Our kids’ behavior can be confusing, frustrating and a lot to manage! Often times our child’s difficult behaviors push us apart from one another and turn us into adversaries when what we desperately want is peace and connection.
I want to share with you how your child’s behavior can become a window into their needs and emotions, and walk you through my 5 steps to becoming a behavior detective.
But first, I want to give you some child development background so that you will know how to implement those 5 steps.
It is through our child’s behavior that we come to know their needs and emotions.
At the beginning of our child’s life, it’s easy for us to remember that their behavior is sending us important messages about what they need and how they are feeling. We learn to read their facial expressions, tell the difference between their cries, and anticipate their needs.
We do all this not because they have told us these things, but because we have paid attention and are looking underneath their behavior.
As our infants turn into toddlers, they gain some words, but for the most part, they are still relying upon behavior to communicate to their caregivers that they are tired, hungry, scared or angry. As our children grow older, it can be easy to forget that they are still sending us important messages through their behavior.
Then we see our child having a meltdown and our sole focus turns to stopping the meltdown, versus seeking to understand what the meltdown is about and how we might be their guide through this difficult moment.
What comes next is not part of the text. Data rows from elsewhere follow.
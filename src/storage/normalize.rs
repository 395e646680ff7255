//! Normalization of raw upstream records into typed models
//!
//! This is the only place that knows about upstream field aliases and loose
//! typing. Coercion never fails: bad amounts become zero, bad dates become
//! `None`, and a transaction with an unknown type is dropped. Records without
//! an upstream ID get one derived from their position in the input, so the
//! same snapshot always normalizes to the same IDs.

use chrono::{DateTime, NaiveDate};
use serde_json::Value;
use tracing::{debug, warn};

use super::raw::{RawBudget, RawContribution, RawGoal, RawTransaction};
use crate::models::{
    Budget, BudgetId, Contribution, ContributionId, GoalId, Money, SavingsGoal, Transaction,
    TransactionId, TransactionType,
};

/// Category used when a record carries none
pub const UNCATEGORIZED: &str = "Uncategorized";

/// Coerce an amount field to money
///
/// Accepts JSON numbers and numeric strings; everything else is zero, as is
/// any amount too large to hold in cents.
pub fn coerce_amount(value: Option<&Value>) -> Money {
    let amount = match value {
        Some(Value::Number(n)) => n
            .as_i64()
            .and_then(|units| units.checked_mul(100))
            .map(Money::from_cents)
            .or_else(|| n.as_f64().and_then(Money::try_from_decimal)),
        Some(Value::String(s)) => Money::parse(s)
            .ok()
            .or_else(|| s.trim().parse::<f64>().ok().and_then(Money::try_from_decimal)),
        _ => return Money::zero(),
    };

    amount.unwrap_or_else(|| {
        warn!(value = ?value, "Amount is not a usable number, using 0");
        Money::zero()
    })
}

/// Coerce a date field to a calendar date
///
/// Accepts `YYYY-MM-DD` and timestamps that start with one
/// (`2025-01-05T10:00:00Z`, `2025-01-05 10:00:00`).
pub fn coerce_date(value: Option<&Value>) -> Option<NaiveDate> {
    let s = match value {
        Some(Value::String(s)) => s.trim(),
        _ => return None,
    };

    if let Ok(date) = NaiveDate::parse_from_str(s, "%Y-%m-%d") {
        return Some(date);
    }
    if let Ok(datetime) = DateTime::parse_from_rfc3339(s) {
        return Some(datetime.date_naive());
    }

    let (day, rest) = (s.get(..10)?, s.get(10..)?);
    if rest.starts_with('T') || rest.starts_with(' ') {
        NaiveDate::parse_from_str(day, "%Y-%m-%d").ok()
    } else {
        None
    }
}

/// Coerce a text field; numbers are rendered, anything else is `None`
pub fn coerce_text(value: Option<&Value>) -> Option<String> {
    match value {
        Some(Value::String(s)) => Some(s.trim().to_string()),
        Some(Value::Number(n)) => Some(n.to_string()),
        _ => None,
    }
}

/// Coerce a category that may be a plain name or an object with a `name`
pub fn coerce_category(value: Option<&Value>) -> String {
    let name = match value {
        Some(Value::Object(map)) => coerce_text(map.get("name")),
        other => coerce_text(other),
    };
    name.filter(|n| !n.is_empty())
        .unwrap_or_else(|| UNCATEGORIZED.to_string())
}

fn coerce_id(value: Option<&Value>) -> Option<String> {
    match value {
        Some(Value::Number(n)) => Some(
            n.as_i64()
                .map(|i| i.to_string())
                .unwrap_or_else(|| n.to_string()),
        ),
        other => coerce_text(other).filter(|s| !s.is_empty()),
    }
}

/// Normalize one upstream transaction found at `position` in its list
///
/// Returns `None` for records whose type is neither income nor expense.
pub fn normalize_transaction(raw: RawTransaction, position: usize) -> Option<Transaction> {
    let id = coerce_id(raw.id.as_ref())
        .map(TransactionId::from_raw)
        .unwrap_or_else(|| TransactionId::from_position(position));

    let kind = match coerce_text(raw.kind.as_ref())
        .as_deref()
        .and_then(TransactionType::parse)
    {
        Some(kind) => kind,
        None => {
            warn!(transaction = %id, kind = ?raw.kind, "Dropping transaction with unknown type");
            return None;
        }
    };

    let date_field = raw.date.as_ref().or(raw.transaction_date.as_ref());
    let date = coerce_date(date_field);
    if date.is_none() {
        debug!(transaction = %id, "Transaction has no usable date");
    }

    Some(Transaction {
        id,
        kind,
        category: coerce_category(raw.category.as_ref()),
        amount: coerce_amount(raw.amount.as_ref()),
        date,
        description: coerce_text(raw.description.as_ref()).unwrap_or_default(),
        budget_id: coerce_id(raw.budget_id.as_ref()).map(BudgetId::from_raw),
    })
}

/// Normalize one upstream budget found at `position` in its list
pub fn normalize_budget(raw: RawBudget, position: usize) -> Budget {
    let allocated = raw.allocated_amount.as_ref().or(raw.amount.as_ref());

    Budget {
        id: coerce_id(raw.id.as_ref())
            .map(BudgetId::from_raw)
            .unwrap_or_else(|| BudgetId::from_position(position)),
        category: coerce_category(raw.category.as_ref()),
        allocated_amount: coerce_amount(allocated),
        start_date: coerce_date(raw.start_date.as_ref()),
        end_date: coerce_date(raw.end_date.as_ref()),
        description: coerce_text(raw.description.as_ref()).unwrap_or_default(),
    }
}

/// Normalize one upstream contribution
///
/// A contribution nested inside a goal inherits that goal's ID when it
/// carries none of its own. `position` is its index in the list it came from.
pub fn normalize_contribution(
    raw: RawContribution,
    parent: Option<&GoalId>,
    position: usize,
) -> Contribution {
    let goal_id = coerce_id(raw.goal_id.as_ref())
        .map(GoalId::from_raw)
        .or_else(|| parent.cloned())
        .unwrap_or_default();

    Contribution {
        id: coerce_id(raw.id.as_ref())
            .map(ContributionId::from_raw)
            .unwrap_or_else(|| match parent {
                Some(goal) => ContributionId::from_raw(format!("{}-idx-{}", goal, position)),
                None => ContributionId::from_position(position),
            }),
        goal_id,
        amount: coerce_amount(raw.amount.as_ref()),
        date: coerce_date(raw.date.as_ref().or(raw.contribution_date.as_ref())),
    }
}

/// Normalize one upstream savings goal, found at `position` in its list,
/// together with its nested contributions
pub fn normalize_goal(raw: RawGoal, position: usize) -> SavingsGoal {
    let id = coerce_id(raw.id.as_ref())
        .map(GoalId::from_raw)
        .unwrap_or_else(|| GoalId::from_position(position));

    let contributions = raw
        .contributions
        .unwrap_or_default()
        .into_iter()
        .enumerate()
        .map(|(i, c)| normalize_contribution(c, Some(&id), i))
        .collect();

    SavingsGoal {
        title: coerce_text(raw.title.as_ref().or(raw.name.as_ref())).unwrap_or_default(),
        target_amount: coerce_amount(raw.target_amount.as_ref().or(raw.target.as_ref())),
        deadline: coerce_date(raw.deadline.as_ref()),
        description: coerce_text(raw.description.as_ref()).unwrap_or_default(),
        contributions,
        id,
    }
}

#[cfg(test)]
mod tests {
    use super::*;
    use serde_json::json;

    fn normalized(value: Value) -> Option<Transaction> {
        let raw: RawTransaction = serde_json::from_value(value).unwrap();
        normalize_transaction(raw, 0)
    }

    #[test]
    fn test_coerce_amount() {
        assert_eq!(coerce_amount(Some(&json!(50))).cents(), 5000);
        assert_eq!(coerce_amount(Some(&json!(12.5))).cents(), 1250);
        assert_eq!(coerce_amount(Some(&json!("30.25"))).cents(), 3025);
        assert_eq!(coerce_amount(Some(&json!("$1,200.00"))).cents(), 120000);
        assert_eq!(coerce_amount(Some(&json!("1e2"))).cents(), 10000);
        assert_eq!(coerce_amount(Some(&json!("abc"))), Money::zero());
        assert_eq!(coerce_amount(Some(&json!(true))), Money::zero());
        assert_eq!(coerce_amount(Some(&json!(null))), Money::zero());
        assert_eq!(coerce_amount(None), Money::zero());
    }

    #[test]
    fn test_coerce_amount_out_of_range_is_zero() {
        assert_eq!(coerce_amount(Some(&json!("99999999999999999"))), Money::zero());
        assert_eq!(coerce_amount(Some(&json!(99999999999999999u64))), Money::zero());
        assert_eq!(coerce_amount(Some(&json!(1e17))), Money::zero());
        assert_eq!(coerce_amount(Some(&json!("1e300"))), Money::zero());
        assert_eq!(
            coerce_amount(Some(&json!(50_000_000_000_000_000i64))),
            Money::from_units(50_000_000_000_000_000)
        );
    }

    #[test]
    fn test_coerce_date() {
        let expected = NaiveDate::from_ymd_opt(2025, 1, 5);
        assert_eq!(coerce_date(Some(&json!("2025-01-05"))), expected);
        assert_eq!(coerce_date(Some(&json!("2025-01-05T10:30:00Z"))), expected);
        assert_eq!(
            coerce_date(Some(&json!("2025-01-05T10:30:00.000000Z"))),
            expected
        );
        assert_eq!(coerce_date(Some(&json!("2025-01-05 10:30:00"))), expected);
        assert_eq!(coerce_date(Some(&json!("2025-13-05"))), None);
        assert_eq!(coerce_date(Some(&json!("yesterday"))), None);
        assert_eq!(coerce_date(Some(&json!("2025-01-05junk"))), None);
        assert_eq!(coerce_date(Some(&json!(20250105))), None);
        assert_eq!(coerce_date(None), None);
    }

    #[test]
    fn test_coerce_category() {
        assert_eq!(coerce_category(Some(&json!("Food"))), "Food");
        assert_eq!(coerce_category(Some(&json!({"id": 2, "name": "Rent"}))), "Rent");
        assert_eq!(coerce_category(Some(&json!(""))), UNCATEGORIZED);
        assert_eq!(coerce_category(None), UNCATEGORIZED);
    }

    #[test]
    fn test_transaction_date_alias() {
        let txn = normalized(json!({
            "id": 1,
            "type": "expense",
            "category": "Food",
            "amount": "50.00",
            "transaction_date": "2025-01-05",
            "budget_id": 3
        }))
        .unwrap();

        assert_eq!(txn.id.as_str(), "1");
        assert_eq!(txn.date, NaiveDate::from_ymd_opt(2025, 1, 5));
        assert_eq!(txn.amount.cents(), 5000);
        assert_eq!(txn.budget_id, Some(BudgetId::from(3u64)));
    }

    #[test]
    fn test_date_field_wins_over_alias() {
        let txn = normalized(json!({
            "type": "income",
            "date": "2025-02-01",
            "transaction_date": "2025-03-01"
        }))
        .unwrap();
        assert_eq!(txn.date, NaiveDate::from_ymd_opt(2025, 2, 1));
    }

    #[test]
    fn test_unknown_type_dropped() {
        assert!(normalized(json!({"type": "transfer"})).is_none());
        assert!(normalized(json!({})).is_none());
    }

    #[test]
    fn test_garbage_fields_are_soft() {
        let txn = normalized(json!({
            "type": "Expense",
            "amount": "n/a",
            "date": "not a date",
            "category": null
        }))
        .unwrap();

        assert_eq!(txn.amount, Money::zero());
        assert_eq!(txn.date, None);
        assert_eq!(txn.category, UNCATEGORIZED);
        assert_eq!(txn.budget_id, None);
    }

    #[test]
    fn test_budget_amount_alias() {
        let raw: RawBudget = serde_json::from_value(json!({
            "id": "b1",
            "category": "Food",
            "amount": 300,
            "start_date": "2025-01-01",
            "end_date": "2025-01-31"
        }))
        .unwrap();
        let budget = normalize_budget(raw, 0);

        assert_eq!(budget.id.as_str(), "b1");
        assert_eq!(budget.allocated_amount.cents(), 30000);
        assert_eq!(budget.end_date, NaiveDate::from_ymd_opt(2025, 1, 31));
    }

    #[test]
    fn test_goal_with_nested_contributions() {
        let raw: RawGoal = serde_json::from_value(json!({
            "id": 7,
            "name": "Car",
            "target": "200",
            "deadline": "2025-06-30",
            "contributions": [
                {"id": 1, "amount": 100, "date": "2025-02-01"},
                {"id": 2, "goal_id": 7, "amount": "60", "contribution_date": "2025-03-01"}
            ]
        }))
        .unwrap();
        let goal = normalize_goal(raw, 0);

        assert_eq!(goal.title, "Car");
        assert_eq!(goal.target_amount.cents(), 20000);
        assert_eq!(goal.contributions.len(), 2);
        assert!(goal.contributions.iter().all(|c| c.goal_id == goal.id));
        assert_eq!(goal.contributions[1].date, NaiveDate::from_ymd_opt(2025, 3, 1));
    }

    #[test]
    fn test_missing_ids_follow_position() {
        let raw_budget = || -> RawBudget {
            serde_json::from_value(json!({"category": "Food", "allocated_amount": 100})).unwrap()
        };
        let first = normalize_budget(raw_budget(), 2);
        let second = normalize_budget(raw_budget(), 2);
        assert_eq!(first.id, second.id);
        assert_eq!(first.id.as_str(), "idx-2");

        let raw: RawGoal = serde_json::from_value(json!({
            "title": "Trip",
            "target_amount": 500,
            "contributions": [{"amount": 10}, {"amount": 20}]
        }))
        .unwrap();
        let goal = normalize_goal(raw, 0);
        assert_eq!(goal.id.as_str(), "idx-0");
        assert_eq!(goal.contributions[1].id.as_str(), "idx-0-idx-1");
    }
}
Though this may “work” in the moment (we have stopped the meltdown), it gradually begins to erode the relationship as children feel unseen and alone in their problems and emotions. It also means that we miss out on critical moments to mentor and teach our children how to express and experience their emotions in a healthy way.
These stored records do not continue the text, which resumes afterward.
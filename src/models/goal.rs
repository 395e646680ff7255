//! Savings goal and contribution models
//!
//! A goal's saved amount is the sum of its contributions, recomputed on
//! every read.

use chrono::NaiveDate;
use serde::{Deserialize, Serialize};
use std::fmt;

use super::ids::{ContributionId, GoalId};
use super::money::Money;

/// A single deposit recorded against a savings goal
#[derive(Debug, Clone, PartialEq, Serialize, Deserialize)]
pub struct Contribution {
    pub id: ContributionId,
    pub goal_id: GoalId,
    pub amount: Money,
    /// `None` if the upstream date was missing or unparseable
    pub date: Option<NaiveDate>,
}

impl Contribution {
    pub fn new(goal_id: GoalId, amount: Money, date: NaiveDate) -> Self {
        Self {
            id: ContributionId::new(),
            goal_id,
            amount,
            date: Some(date),
        }
    }
}

/// A target amount to accumulate, optionally by a deadline
#[derive(Debug, Clone, PartialEq, Serialize, Deserialize)]
pub struct SavingsGoal {
    /// Unique identifier
    pub id: GoalId,

    /// Display title
    pub title: String,

    /// Amount the user wants to reach
    pub target_amount: Money,

    /// Optional date by which the target should be reached
    pub deadline: Option<NaiveDate>,

    /// Notes
    #[serde(default)]
    pub description: String,

    /// Contributions in recorded order
    #[serde(default)]
    pub contributions: Vec<Contribution>,
}

impl SavingsGoal {
    /// Create a goal with no contributions and no deadline
    pub fn new(title: impl Into<String>, target_amount: Money) -> Self {
        Self {
            id: GoalId::new(),
            title: title.into(),
            target_amount,
            deadline: None,
            description: String::new(),
            contributions: Vec::new(),
        }
    }

    /// Replace the generated ID
    pub fn with_id(mut self, id: impl Into<GoalId>) -> Self {
        self.id = id.into();
        self
    }

    /// Set the deadline
    pub fn with_deadline(mut self, deadline: NaiveDate) -> Self {
        self.deadline = Some(deadline);
        self
    }

    /// Record a contribution against this goal
    pub fn contribute(&mut self, amount: Money, date: NaiveDate) -> &Contribution {
        self.contributions
            .push(Contribution::new(self.id.clone(), amount, date));
        &self.contributions[self.contributions.len() - 1]
    }
}

impl fmt::Display for SavingsGoal {
    fn fmt(&self, f: &mut fmt::Formatter<'_>) -> fmt::Result {
        write!(f, "{} (target: {}", self.title, self.target_amount)?;
        if let Some(deadline) = self.deadline {
            write!(f, ", by {}", deadline)?;
        }
        write!(f, ")")
    }
}

#[cfg(test)]
mod tests {
    use super::*;

    fn date(m: u32, d: u32) -> NaiveDate {
        NaiveDate::from_ymd_opt(2025, m, d).unwrap()
    }

    #[test]
    fn test_contribute_links_goal() {
        let mut goal = SavingsGoal::new("Vacation", Money::from_units(1000)).with_id(9u64);
        let contribution = goal.contribute(Money::from_units(100), date(2, 1)).clone();

        assert_eq!(contribution.goal_id, GoalId::from(9u64));
        assert_eq!(goal.contributions.len(), 1);
    }

    #[test]
    fn test_display() {
        let goal = SavingsGoal::new("Car", Money::from_units(200)).with_deadline(date(6, 30));
        assert_eq!(goal.to_string(), "Car (target: 200.00, by 2025-06-30)");

        let open = SavingsGoal::new("Car", Money::from_units(200));
        assert_eq!(open.to_string(), "Car (target: 200.00)");
    }

    #[test]
    fn test_missing_contributions_default_empty() {
        let json = r#"{"id": 1, "title": "Car", "target_amount": 20000, "deadline": null}"#;
        let goal: SavingsGoal = serde_json::from_str(json).unwrap();
        assert!(goal.contributions.is_empty());
        assert_eq!(goal.id.as_str(), "1");
    }
}
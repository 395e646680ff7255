//! File I/O utilities with atomic writes
//!
//! Provides safe file operations that won't corrupt data on failure.

use std::fs::{self, File};
use std::io::{BufReader, BufWriter, Write};
use std::path::Path;

use serde::{de::DeserializeOwned, Serialize};

use crate::error::FintrackError;

/// Read JSON from a file, returning a default value if file doesn't exist
pub fn read_json<T, P>(path: P) -> Result<T, FintrackError>
where
    T: DeserializeOwned + Default,
    P: AsRef<Path>,
{
    let path = path.as_ref();

    if !path.exists() {
        return Ok(T::default());
    }

    read_json_required(path)
}

/// Read JSON from a file, returning an error if file doesn't exist
pub fn read_json_required<T, P>(path: P) -> Result<T, FintrackError>
where
    T: DeserializeOwned,
    P: AsRef<Path>,
{
    let path = path.as_ref();

    if !path.exists() {
        return Err(FintrackError::Storage(format!(
            "File not found: {}",
            path.display()
        )));
    }

    let file = File::open(path).map_err(|e| {
        FintrackError::Storage(format!("Failed to open {}: {}", path.display(), e))
    })?;

    let reader = BufReader::new(file);
    serde_json::from_reader(reader).map_err(|e| {
        FintrackError::Storage(format!("Failed to parse {}: {}", path.display(), e))
    })
}

/// Write JSON to a file atomically (write to temp, then rename)
pub fn write_json_atomic<T, P>(path: P, data: &T) -> Result<(), FintrackError>
where
    T: Serialize,
    P: AsRef<Path>,
{
    let path = path.as_ref();

    if let Some(parent) = path.parent() {
        fs::create_dir_all(parent).map_err(|e| {
            FintrackError::Storage(format!(
                "Failed to create directory {}: {}",
                parent.display(),
                e
            ))
        })?;
    }

    // Temp file must live in the same directory for the rename to be atomic
    let temp_path = path.with_extension("json.tmp");

    let file = File::create(&temp_path)
        .map_err(|e| FintrackError::Storage(format!("Failed to create temp file: {}", e)))?;

    let mut writer = BufWriter::new(file);
    serde_json::to_writer_pretty(&mut writer, data)
        .map_err(|e| FintrackError::Storage(format!("Failed to serialize data: {}", e)))?;

    writer
        .flush()
        .map_err(|e| FintrackError::Storage(format!("Failed to flush data: {}", e)))?;

    writer
        .get_ref()
        .sync_all()
        .map_err(|e| FintrackError::Storage(format!("Failed to sync data: {}", e)))?;

    fs::rename(&temp_path, path).map_err(|e| {
        let _ = fs::remove_file(&temp_path);
        FintrackError::Storage(format!("Failed to rename temp file: {}", e))
    })?;

    Ok(())
}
When parents become curious about the needs and emotions underlying their child’s behavior, they are cultivating a relationship that is rich in trust, connection and respect. These are the building blocks for development that all children rely upon to grow and flourish.
5 Steps to Become a Behavior Detective:
Step 1: Stop, take a deep breath, relax your shoulders, and repeat this mantra, “My child is doing the best they can to communicate their needs and emotions to me. They need my help right now. We are on the same team.”
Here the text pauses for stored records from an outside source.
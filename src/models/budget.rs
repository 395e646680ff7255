//! Budget model
//!
//! A spending allocation for a category over a date range. How much has been
//! spent is always derived from transactions and never stored here.

use chrono::NaiveDate;
use serde::{Deserialize, Serialize};
use std::fmt;

use super::ids::BudgetId;
use super::money::Money;

/// A budget allocation for a category
#[derive(Debug, Clone, PartialEq, Serialize, Deserialize)]
pub struct Budget {
    /// Unique identifier
    pub id: BudgetId,

    /// Category this budget covers
    pub category: String,

    /// Amount allocated for the period
    pub allocated_amount: Money,

    /// First day of the budget period
    pub start_date: Option<NaiveDate>,

    /// Last day of the budget period; acts as the deadline for status
    pub end_date: Option<NaiveDate>,

    /// Notes
    #[serde(default)]
    pub description: String,
}

impl Budget {
    /// Create a new budget with no date range
    pub fn new(category: impl Into<String>, allocated_amount: Money) -> Self {
        Self {
            id: BudgetId::new(),
            category: category.into(),
            allocated_amount,
            start_date: None,
            end_date: None,
            description: String::new(),
        }
    }

    /// Create a budget covering `[start, end]`
    pub fn for_period(
        category: impl Into<String>,
        allocated_amount: Money,
        start: NaiveDate,
        end: NaiveDate,
    ) -> Self {
        let mut budget = Self::new(category, allocated_amount);
        budget.start_date = Some(start);
        budget.end_date = Some(end);
        budget
    }

    /// Replace the generated ID
    pub fn with_id(mut self, id: impl Into<BudgetId>) -> Self {
        self.id = id.into();
        self
    }

    /// Check if a date falls inside the budget period (open-ended bounds match)
    pub fn covers(&self, date: NaiveDate) -> bool {
        self.start_date.map_or(true, |start| date >= start)
            && self.end_date.map_or(true, |end| date <= end)
    }
}

impl fmt::Display for Budget {
    fn fmt(&self, f: &mut fmt::Formatter<'_>) -> fmt::Result {
        write!(f, "{} allocated: {}", self.category, self.allocated_amount)?;
        if let (Some(start), Some(end)) = (self.start_date, self.end_date) {
            write!(f, " ({} to {})", start, end)?;
        }
        Ok(())
    }
}
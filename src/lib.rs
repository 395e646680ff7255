//! fintrack - budget and savings goal insights
//!
//! This library derives spending, budget and savings-goal insights from a
//! snapshot of a personal finance tracker. Every derived figure (spent,
//! saved, status, notifications) is recomputed from the snapshot on demand;
//! nothing derived is ever stored back on the records.
//!
//! # Architecture
//!
//! The crate is organized into the following modules:
//!
//! - `config`: Configuration and path management
//! - `error`: Custom error types
//! - `models`: Core data models (transactions, budgets, goals, money, ranges)
//! - `storage`: Snapshot loading and normalization of loosely typed input
//! - `services`: Filtering, aggregation, status and notifications
//! - `reports`: Report generation and terminal formatting
//! - `display`: Table and text formatting helpers
//! - `export`: JSON and YAML export of derived insights
//! - `cli`: Command handlers for the `fintrack` binary
//!
//! # Example
//!
//! ```rust,ignore
//! use fintrack::services::{budget_progress, generate_notifications};
//! use fintrack::storage::Snapshot;
//!
//! let snapshot = Snapshot::load("snapshot.json")?;
//! for budget in &snapshot.budgets {
//!     let progress = budget_progress(budget, &snapshot.transactions);
//!     println!("{}: {}%", progress.category, progress.percentage);
//! }
//! let alerts = generate_notifications(&snapshot.budgets, &snapshot.goals, &snapshot.transactions);
//! ```

pub mod cli;
pub mod config;
pub mod display;
pub mod error;
pub mod export;
pub mod models;
pub mod reports;
pub mod services;
pub mod storage;

pub use error::{FintrackError, FintrackResult};
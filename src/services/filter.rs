//! Date-range filtering
//!
//! Filtering always produces a new collection; the source is left untouched.

use chrono::NaiveDate;

use crate::models::{Contribution, DateRange, Transaction};

/// Keep the items whose date falls inside `range`
///
/// With no bounds every item is kept, undated ones included. With any bound
/// present, items without a usable date are excluded.
pub fn filter_by_range<T, F>(items: &[T], range: &DateRange, date_of: F) -> Vec<T>
where
    T: Clone,
    F: Fn(&T) -> Option<NaiveDate>,
{
    if range.is_unbounded() {
        return items.to_vec();
    }
    items
        .iter()
        .filter(|item| range.contains(date_of(*item)))
        .cloned()
        .collect()
}

/// Filter transactions by their date
pub fn filter_transactions(transactions: &[Transaction], range: &DateRange) -> Vec<Transaction> {
    filter_by_range(transactions, range, |t| t.date)
}

/// Filter contributions by their date
pub fn filter_contributions(
    contributions: &[Contribution],
    range: &DateRange,
) -> Vec<Contribution> {
    filter_by_range(contributions, range, |c| c.date)
}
Step 2: Identify if any of the following 6 common triggers for difficult behavior may be at play:
1. Tiredness and hunger
2. Still developing brain (our children’s brains are still growing!!)
3. Unmet psychological/relational needs
4. Intense emotions
5. Parental stress
6. A parenting style that is harsh, punitive and threatening (reference: Nicholson & Parker, Attached at the Heart, p175)
Step 3: Ask yourself, “Is my parenting style hard, punitive, or threatening?”
Step 4: Move to meet the underlying need, walk your child through the underlying emotion, and/or adjust the situation for the next time.
Step 5: Review the situation at the end of the day and keep a log of significant behaviors and any of the triggers that may be at play. Over time, you will see a pattern developing that will empower you to understand what their behavior is about and so that you can provide the support that your child needs in order to grow and mature.
Sign up for our newsletter and get a download of my 10 Questions to Consider as a Behavior Detective for a more comprehensive exploration of some of the factors that may be influencing your child’s behavior.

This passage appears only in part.